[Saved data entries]
++++++++++
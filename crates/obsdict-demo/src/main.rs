#![forbid(unsafe_code)]

//! obsdict demo binary entry point.

use std::io::{self, BufRead};

use obsdict_demo::{DemoWindow, cli, run};
use tracing::info;
use tracing_subscriber::EnvFilter;

fn init_tracing(filter: Option<&str>) {
    let filter = match filter {
        Some(directives) => EnvFilter::new(directives),
        None => EnvFilter::try_from_default_env().unwrap_or_else(|_| EnvFilter::new("warn")),
    };
    let _ = tracing_subscriber::fmt()
        .with_env_filter(filter)
        .with_writer(io::stderr)
        .try_init();
}

fn main() {
    let opts = cli::Opts::parse();
    init_tracing(opts.log_filter.as_deref());
    info!(seed = opts.seed, scripted = opts.script.is_some(), "demo started");

    let mut window = DemoWindow::new(opts.seed);
    let stdout = io::stdout();
    let mut out = stdout.lock();
    let result = match opts.script_items() {
        Some(items) => run(&mut window, items.into_iter().map(Ok), opts.show_status, &mut out),
        None => run(
            &mut window,
            io::stdin().lock().lines(),
            opts.show_status,
            &mut out,
        ),
    };

    if let Err(e) = result {
        eprintln!("Demo error: {e}");
        std::process::exit(1);
    }
}
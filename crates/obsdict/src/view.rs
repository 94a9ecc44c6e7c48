#![forbid(unsafe_code)]

//! Read-only relay over an [`ObservableDictionary`].
//!
//! A view owns no storage. Its [`keys`](ObservableMapping::keys),
//! [`values`](ObservableMapping::values), and lookups read the wrapped
//! dictionary directly, and its subscribers receive exactly the change and
//! count notifications the dictionary publishes, in the same order, with
//! nothing added.
//!
//! Mutation through a view is rejected with [`DictionaryError::ReadOnly`].
//! Only the dictionary's own mutators write its storage.
//!
//! The relay is attached when the view is built and detached when the last
//! clone of the view is dropped.

use std::fmt;
use std::hash::Hash;
use std::rc::Rc;

use indexmap::Equivalent;
use tracing::debug;

use crate::change::Change;
use crate::channel::{Channel, Subscription};
use crate::dictionary::ObservableDictionary;
use crate::error::DictionaryError;
use crate::mapping::{ObservableMap, ObservableMapping};
use crate::sequence::{Keys, Values};

struct Relay<K, V> {
    changes: Rc<Channel<Change<K, V>>>,
    counts: Rc<Channel<usize>>,
    // Guards on the source's channels; dropping them detaches the relay.
    _links: [Subscription; 2],
}

impl<K, V> Drop for Relay<K, V> {
    fn drop(&mut self) {
        debug!("read-only view detached");
    }
}

/// Read-only view of an [`ObservableDictionary`].
///
/// Cloning a view creates another handle to the same relay, so subscribers
/// registered through any clone see every notification.
pub struct ReadOnlyObservableDictionary<K, V> {
    source: ObservableDictionary<K, V>,
    relay: Rc<Relay<K, V>>,
}

impl<K, V> ReadOnlyObservableDictionary<K, V> {
    pub(crate) const KIND: &'static str = "read-only";
}

impl<K, V> Clone for ReadOnlyObservableDictionary<K, V> {
    fn clone(&self) -> Self {
        Self {
            source: self.source.clone(),
            relay: Rc::clone(&self.relay),
        }
    }
}

impl<K: fmt::Debug, V: fmt::Debug> fmt::Debug for ReadOnlyObservableDictionary<K, V> {
    fn fmt(&self, f: &mut fmt::Formatter<'_>) -> fmt::Result {
        f.debug_struct("ReadOnlyObservableDictionary")
            .field("source", &self.source)
            .field("subscriber_count", &self.relay.changes.subscriber_count())
            .finish()
    }
}

impl<K, V> Default for ReadOnlyObservableDictionary<K, V>
where
    K: Clone + Eq + Hash + 'static,
    V: Clone + 'static,
{
    fn default() -> Self {
        Self::new()
    }
}

impl<K, V> TryFrom<ObservableMap<K, V>> for ReadOnlyObservableDictionary<K, V>
where
    K: Clone + Eq + Hash + 'static,
    V: Clone + 'static,
{
    type Error = DictionaryError;

    /// Only a mutable dictionary can back a view.
    fn try_from(map: ObservableMap<K, V>) -> Result<Self, Self::Error> {
        match map {
            ObservableMap::Mutable(dictionary) => Ok(Self::wrap(&dictionary)),
            other => Err(DictionaryError::TypeMismatch {
                expected: ObservableDictionary::<K, V>::KIND,
                found: other.kind(),
            }),
        }
    }
}

impl<K, V> ReadOnlyObservableDictionary<K, V>
where
    K: Clone + Eq + Hash + 'static,
    V: Clone + 'static,
{
    /// A view over a fresh dictionary that only this view (and its clones)
    /// can reach.
    ///
    /// Views reject mutation, so the result stays empty for its whole life.
    /// Use [`wrap`](Self::wrap) or [`ObservableDictionary::read_only`] to
    /// observe a dictionary that something else fills.
    #[must_use]
    pub fn new() -> Self {
        Self::wrap(&ObservableDictionary::new())
    }

    /// Attach a view to `source`.
    #[must_use]
    pub fn wrap(source: &ObservableDictionary<K, V>) -> Self {
        let changes = Rc::new(Channel::new());
        let counts = Rc::new(Channel::new());

        let change_target = Rc::clone(&changes);
        let change_link = source.subscribe(move |change| change_target.emit(change));
        let count_target = Rc::clone(&counts);
        let count_link = source.subscribe_count(move |count| count_target.emit(&count));

        debug!(
            source_subscribers = source.subscriber_count(),
            "read-only view attached"
        );
        Self {
            source: source.clone(),
            relay: Rc::new(Relay {
                changes,
                counts,
                _links: [change_link, count_link],
            }),
        }
    }

    /// Whether this view relays `dictionary`.
    #[must_use]
    pub fn source_ptr_eq(&self, dictionary: &ObservableDictionary<K, V>) -> bool {
        self.source.ptr_eq(dictionary)
    }

    /// Number of registered change subscribers on the view, including dead
    /// ones not yet pruned.
    #[must_use]
    pub fn subscriber_count(&self) -> usize {
        self.relay.changes.subscriber_count()
    }
}

impl<K, V> ObservableMapping<K, V> for ReadOnlyObservableDictionary<K, V>
where
    K: Clone + Eq + Hash + 'static,
    V: Clone + 'static,
{
    fn get<Q>(&self, key: &Q) -> Result<V, DictionaryError>
    where
        Q: ?Sized + Hash + Equivalent<K>,
    {
        self.source.get(key)
    }

    fn try_get<Q>(&self, key: &Q) -> Option<V>
    where
        Q: ?Sized + Hash + Equivalent<K>,
    {
        self.source.try_get(key)
    }

    fn contains_key<Q>(&self, key: &Q) -> bool
    where
        Q: ?Sized + Hash + Equivalent<K>,
    {
        self.source.contains_key(key)
    }

    fn count(&self) -> usize {
        self.source.count()
    }

    fn entries(&self) -> Vec<(K, V)> {
        self.source.entries()
    }

    fn for_each(&self, f: impl FnMut(&K, &V)) {
        self.source.for_each(f);
    }

    fn keys(&self) -> Keys<K, V> {
        self.source.keys()
    }

    fn values(&self) -> Values<K, V> {
        self.source.values()
    }

    fn version(&self) -> u64 {
        self.source.version()
    }

    fn is_read_only(&self) -> bool {
        true
    }

    fn subscribe(&self, callback: impl Fn(&Change<K, V>) + 'static) -> Subscription {
        self.relay.changes.subscribe(callback)
    }

    fn subscribe_count(&self, callback: impl Fn(usize) + 'static) -> Subscription {
        self.relay.counts.subscribe(move |count: &usize| callback(*count))
    }

    fn try_add(&self, _key: K, _value: V) -> Result<(), DictionaryError> {
        Err(DictionaryError::ReadOnly)
    }

    fn try_remove<Q>(&self, _key: &Q) -> Result<bool, DictionaryError>
    where
        Q: ?Sized + Hash + Equivalent<K>,
    {
        Err(DictionaryError::ReadOnly)
    }

    fn try_clear(&self) -> Result<(), DictionaryError> {
        Err(DictionaryError::ReadOnly)
    }
}

#[cfg(test)]
mod tests {
    use super::*;
    use std::cell::{Cell, RefCell};

    #[test]
    fn view_reads_through() {
        let dict = ObservableDictionary::<String, i32>::new();
        let view = dict.read_only();
        dict.add("a".to_string(), 1);
        assert_eq!(view.get("a"), Ok(1));
        assert_eq!(view.count(), 1);
        assert_eq!(view.entries(), dict.entries());
        assert_eq!(view.version(), dict.version());
    }

    #[test]
    fn view_shares_projections() {
        let dict = ObservableDictionary::<String, i32>::new();
        let view = ReadOnlyObservableDictionary::wrap(&dict);
        assert!(view.keys().ptr_eq(&dict.keys()));
        assert!(view.values().ptr_eq(&dict.values()));
        assert!(view.source_ptr_eq(&dict));
    }

    #[test]
    fn view_rejects_mutation() {
        let dict = ObservableDictionary::new();
        dict.add("a".to_string(), 1);
        let view = dict.read_only();
        let relayed = Rc::new(Cell::new(0u32));
        let relayed_clone = Rc::clone(&relayed);
        let _sub = view.subscribe(move |_| relayed_clone.set(relayed_clone.get() + 1));

        assert!(view.is_read_only());
        assert!(!dict.is_read_only());
        assert_eq!(view.try_add("b".to_string(), 2), Err(DictionaryError::ReadOnly));
        assert_eq!(view.try_remove("a"), Err(DictionaryError::ReadOnly));
        assert_eq!(view.try_clear(), Err(DictionaryError::ReadOnly));

        assert_eq!(dict.entries(), vec![("a".to_string(), 1)]);
        assert_eq!(relayed.get(), 0);
        assert_eq!(dict.version(), 1);
    }

    #[test]
    fn relay_forwards_changes_and_counts() {
        let dict = ObservableDictionary::<String, i32>::new();
        let view = dict.read_only();
        let changes = Rc::new(RefCell::new(Vec::new()));
        let counts = Rc::new(RefCell::new(Vec::new()));
        let changes_clone = Rc::clone(&changes);
        let _c = view.subscribe(move |c| changes_clone.borrow_mut().push(c.clone()));
        let counts_clone = Rc::clone(&counts);
        let _n = view.subscribe_count(move |n| counts_clone.borrow_mut().push(n));

        dict.add("a".to_string(), 1);
        dict.clear();

        assert_eq!(
            *changes.borrow(),
            vec![
                Change::Added {
                    key: "a".to_string(),
                    value: 1
                },
                Change::Reset
            ]
        );
        assert_eq!(*counts.borrow(), vec![1, 0]);
    }

    #[test]
    fn dropping_view_detaches_relay() {
        let dict = ObservableDictionary::<String, i32>::new();
        let view = dict.read_only();
        let clone = view.clone();
        drop(view);
        dict.add("a".to_string(), 1);
        // The clone still holds the relay.
        assert_eq!(dict.subscriber_count(), 1);

        drop(clone);
        dict.add("b".to_string(), 2);
        assert_eq!(dict.subscriber_count(), 0);
    }

    #[test]
    fn default_view_owns_fresh_dictionary() {
        let view = ReadOnlyObservableDictionary::<String, i32>::default();
        assert!(view.is_empty());
        assert!(view.keys().is_empty());
        assert_eq!(view.get("x"), Err(DictionaryError::KeyNotFound));
    }

    #[test]
    fn clones_share_subscribers() {
        let dict = ObservableDictionary::<String, i32>::new();
        let view = dict.read_only();
        let clone = view.clone();
        let hits = Rc::new(Cell::new(0u32));
        let hits_clone = Rc::clone(&hits);
        let _sub = clone.subscribe(move |_| hits_clone.set(hits_clone.get() + 1));
        assert_eq!(view.subscriber_count(), 1);

        dict.add("a".to_string(), 1);
        assert_eq!(hits.get(), 1);
    }

    #[test]
    fn new_view_stays_empty() {
        let view = ReadOnlyObservableDictionary::<String, i32>::new();
        assert_eq!(view.try_add("a".to_string(), 1), Err(DictionaryError::ReadOnly));
        assert!(view.is_empty());
        assert_eq!(view.version(), 0);
    }

    #[test]
    fn dropped_views_do_not_accumulate_on_idle_source() {
        let dict = ObservableDictionary::<String, i32>::new();
        for _ in 0..1000 {
            drop(dict.read_only());
        }
        let _live = dict.read_only();
        assert_eq!(dict.subscriber_count(), 1);
    }

    #[test]
    fn debug_reports_entries_and_subscribers() {
        let dict = ObservableDictionary::<String, i32>::from_entries([("a".to_string(), 1)]);
        let view = dict.read_only();
        let _sub = view.subscribe(|_| {});

        let dict_debug = format!("{dict:?}");
        assert!(dict_debug.contains(r#""a": 1"#), "{dict_debug}");
        assert!(dict_debug.contains("subscriber_count: 1"), "{dict_debug}");
        let view_debug = format!("{view:?}");
        assert!(view_debug.starts_with("ReadOnlyObservableDictionary"));
        assert!(view_debug.contains("subscriber_count: 1"), "{view_debug}");
    }
}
++++++++++
=== EXERCISE BRIEF ===
Please print exactly what appears from the first line of the data through the line with "use crate::change::Change;", including both of those lines and nothing past them.

=== EXPECTED ANSWER ===
filename crates/obsdict-demo/src/main.rs
#![forbid(unsafe_code)]

//! obsdict demo binary entry point.

use std::io::{self, BufRead};

use obsdict_demo::{DemoWindow, cli, run};
use tracing::info;
use tracing_subscriber::EnvFilter;

fn init_tracing(filter: Option<&str>) {
    let filter = match filter {
        Some(directives) => EnvFilter::new(directives),
        None => EnvFilter::try_from_default_env().unwrap_or_else(|_| EnvFilter::new("warn")),
    };
    let _ = tracing_subscriber::fmt()
        .with_env_filter(filter)
        .with_writer(io::stderr)
        .try_init();
}

fn main() {
    let opts = cli::Opts::parse();
    init_tracing(opts.log_filter.as_deref());
    info!(seed = opts.seed, scripted = opts.script.is_some(), "demo started");

    let mut window = DemoWindow::new(opts.seed);
    let stdout = io::stdout();
    let mut out = stdout.lock();
    let result = match opts.script_items() {
        Some(items) => run(&mut window, items.into_iter().map(Ok), opts.show_status, &mut out),
        None => run(
            &mut window,
            io::stdin().lock().lines(),
            opts.show_status,
            &mut out,
        ),
    };

    if let Err(e) = result {
        eprintln!("Demo error: {e}");
        std::process::exit(1);
    }
}
filename crates/obsdict/src/view.rs
repository 94a9ecc44c6e7c48
#![forbid(unsafe_code)]

//! Read-only relay over an [`ObservableDictionary`].
//!
//! A view owns no storage. Its [`keys`](ObservableMapping::keys),
//! [`values`](ObservableMapping::values), and lookups read the wrapped
//! dictionary directly, and its subscribers receive exactly the change and
//! count notifications the dictionary publishes, in the same order, with
//! nothing added.
//!
//! Mutation through a view is rejected with [`DictionaryError::ReadOnly`].
//! Only the dictionary's own mutators write its storage.
//!
//! The relay is attached when the view is built and detached when the last
//! clone of the view is dropped.

use std::fmt;
use std::hash::Hash;
use std::rc::Rc;

use indexmap::Equivalent;
use tracing::debug;

use crate::change::Change;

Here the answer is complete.